Village Chicken Production in Rural Africa
In many countries across Africa, poultry production is an important source of meat and eggs for many small, rural village households. Village chicken production systems are based on scavenging indigenous domestic fowl (Gallus domesticus), the predominant species in the poultry sector across much of rural Africa.
Although efforts have been ongoing for several years to introduce more efficient, exotic and crossbred types of poultry (and these efforts must continue), village chickens remain predominant throughout many African villages. This is because local farmers have been unable to afford the high input requirements (housing/shelter, commercial diet, and strict disease/vaccination programs) associated with the more genetically efficient breeds.

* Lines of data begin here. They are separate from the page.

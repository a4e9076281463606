//! Server settings.
//!
//! Sources, lowest precedence first:
//!
//! 1. `routecache.toml` (or any format `config` recognizes) in the working
//!    directory, if present
//! 2. an explicit file passed to [`Settings::load`]
//! 3. environment variables prefixed with `ROUTECACHE`, nested keys joined
//!    by `__` (e.g. `ROUTECACHE__SERVER__PORT=9000`)

use std::net::SocketAddr;
use std::path::Path;
use std::time::Duration;

use config::{Config, Environment, File, FileFormat};
use routecache_core::{RouteError, RouteSyntax};
use serde::Deserialize;
use thiserror::Error;

use crate::service::RouteCacheBuilder;
use crate::store::StoreConfig;
use crate::RouteCache;

const DEFAULT_CONFIG_NAME: &str = "routecache";
const ENV_PREFIX: &str = "ROUTECACHE";

#[derive(Debug, Error)]
pub enum SettingsError {
    #[error("failed to load settings: {0}")]
    Load(#[from] config::ConfigError),

    #[error(transparent)]
    Routes(#[from] RouteError),

    #[error("invalid settings: {0}")]
    Invalid(String),
}

#[derive(Debug, Clone, PartialEq, Eq, Deserialize)]
#[serde(default)]
pub struct ServerSettings {
    pub host: String,
    pub port: u16,
}

impl Default for ServerSettings {
    fn default() -> Self {
        Self {
            host: "0.0.0.0".to_string(),
            port: 8080,
        }
    }
}

#[derive(Debug, Clone, PartialEq, Eq, Deserialize)]
#[serde(default)]
pub struct Settings {
    pub server: ServerSettings,
    /// Address syntax used by every subscription and publish.
    pub routes: RouteSyntax,
    /// In-memory store configuration.
    pub cache: StoreConfig,
    /// Delay before fresh data is produced on a miss, in milliseconds.
    pub fresh_data_delay_ms: u64,
}

impl Default for Settings {
    fn default() -> Self {
        Self {
            server: ServerSettings::default(),
            routes: RouteSyntax::default(),
            cache: StoreConfig::default(),
            fresh_data_delay_ms: 300,
        }
    }
}

impl Settings {
    /// Loads settings from the default file, `path` and the environment.
    pub fn load(path: Option<&Path>) -> Result<Self, SettingsError> {
        let mut builder = Config::builder()
            .add_source(File::with_name(DEFAULT_CONFIG_NAME).required(false));

        if let Some(path) = path {
            builder = builder.add_source(File::from(path).required(true));
        }

        builder = builder.add_source(Environment::with_prefix(ENV_PREFIX).separator("__"));

        Self::from_config(builder.build()?)
    }

    /// Parses settings from TOML text only.
    pub fn from_toml(contents: &str) -> Result<Self, SettingsError> {
        let config = Config::builder()
            .add_source(File::from_str(contents, FileFormat::Toml))
            .build()?;
        Self::from_config(config)
    }

    fn from_config(config: Config) -> Result<Self, SettingsError> {
        let settings: Settings = config.try_deserialize()?;
        settings.validate()?;
        Ok(settings)
    }

    /// Checks values the deserializer cannot.
    pub fn validate(&self) -> Result<(), SettingsError> {
        self.routes.validate()?;
        if self.cache.max_capacity == 0 {
            return Err(SettingsError::Invalid(
                "cache.max_capacity must be greater than zero".to_string(),
            ));
        }
        Ok(())
    }

    pub fn fresh_data_delay(&self) -> Duration {
        Duration::from_millis(self.fresh_data_delay_ms)
    }

    /// Address the server binds to.
    pub fn socket_addr(&self) -> Result<SocketAddr, SettingsError> {
        format!("{}:{}", self.server.host, self.server.port)
            .parse()
            .map_err(|e| {
                SettingsError::Invalid(format!(
                    "cannot bind to {}:{}: {}",
                    self.server.host, self.server.port, e
                ))
            })
    }

    /// Builder for a [`RouteCache`] matching these settings.
    pub fn cache_builder(&self) -> RouteCacheBuilder {
        RouteCache::builder()
            .syntax(self.routes)
            .memory_store(self.cache.clone())
            .fresh_data_delay(self.fresh_data_delay())
    }
}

However, in most African countries, indigenous chickens have no regular disease-control or vaccination programs provided by their caretakers, scavenge for most of their nutritional requirements, and may or may not have housing or shelter provided. This puts improved breeds at a competitive disadvantage in the eyes of smallholder farmers. Genetically superior breeds will not meet their performance potential without the following conditions:
- a sound disease and vaccination program;
- a constantly available and easily accessible food supply (improved breeds do not scavenge well); and
- housing/shelter to protect them from predators and the elements.
Often, these conditions cannot be provided in a village setting, making village chicken production a better option for many smallholder farmers in rural and remote locations.
Challenges and Opportunities
Unfortunately, because of the low productivity of village chickens, most smallholder farmers consider village chickens as an insignificant secondary occupation as compared to other agricultural activities. However, despite the small number of birds in flocks reared by rural families, the contribution of the traditional village poultry sector to national egg and meat production in many African countries is quite significant. In fact, these small rural flocks supply most of the meat and all of the eggs in remote villages and 20 percent of urban and semi-urban demand (Melewas, 1989; Minga et al., 1996).
For example, it was estimated that, of the 27 million chickens in Tanzania, village chickens accounted for about 93.3 percent, which were mainly kept in rural areas of the country (Tanzania Ministry of Agriculture, 1995). This sector supplied almost 100 percent of the poultry meat and eggs in rural areas and about 13–20 percent of the product to urban dwellers (Tanzania Ministry of Agriculture, 1995).
The eggs and chickens produced by these rural farmers provide not only much needed present-day family income, but they also represent savings, investment, and insurance for the future. Intermediary agents play a major role in the village chicken marketing chain and claim much of the proceeds. In fact, they earn 65 percent of the total profit generated in the rural chicken market in Tanzania (Mlozi et al., 2003).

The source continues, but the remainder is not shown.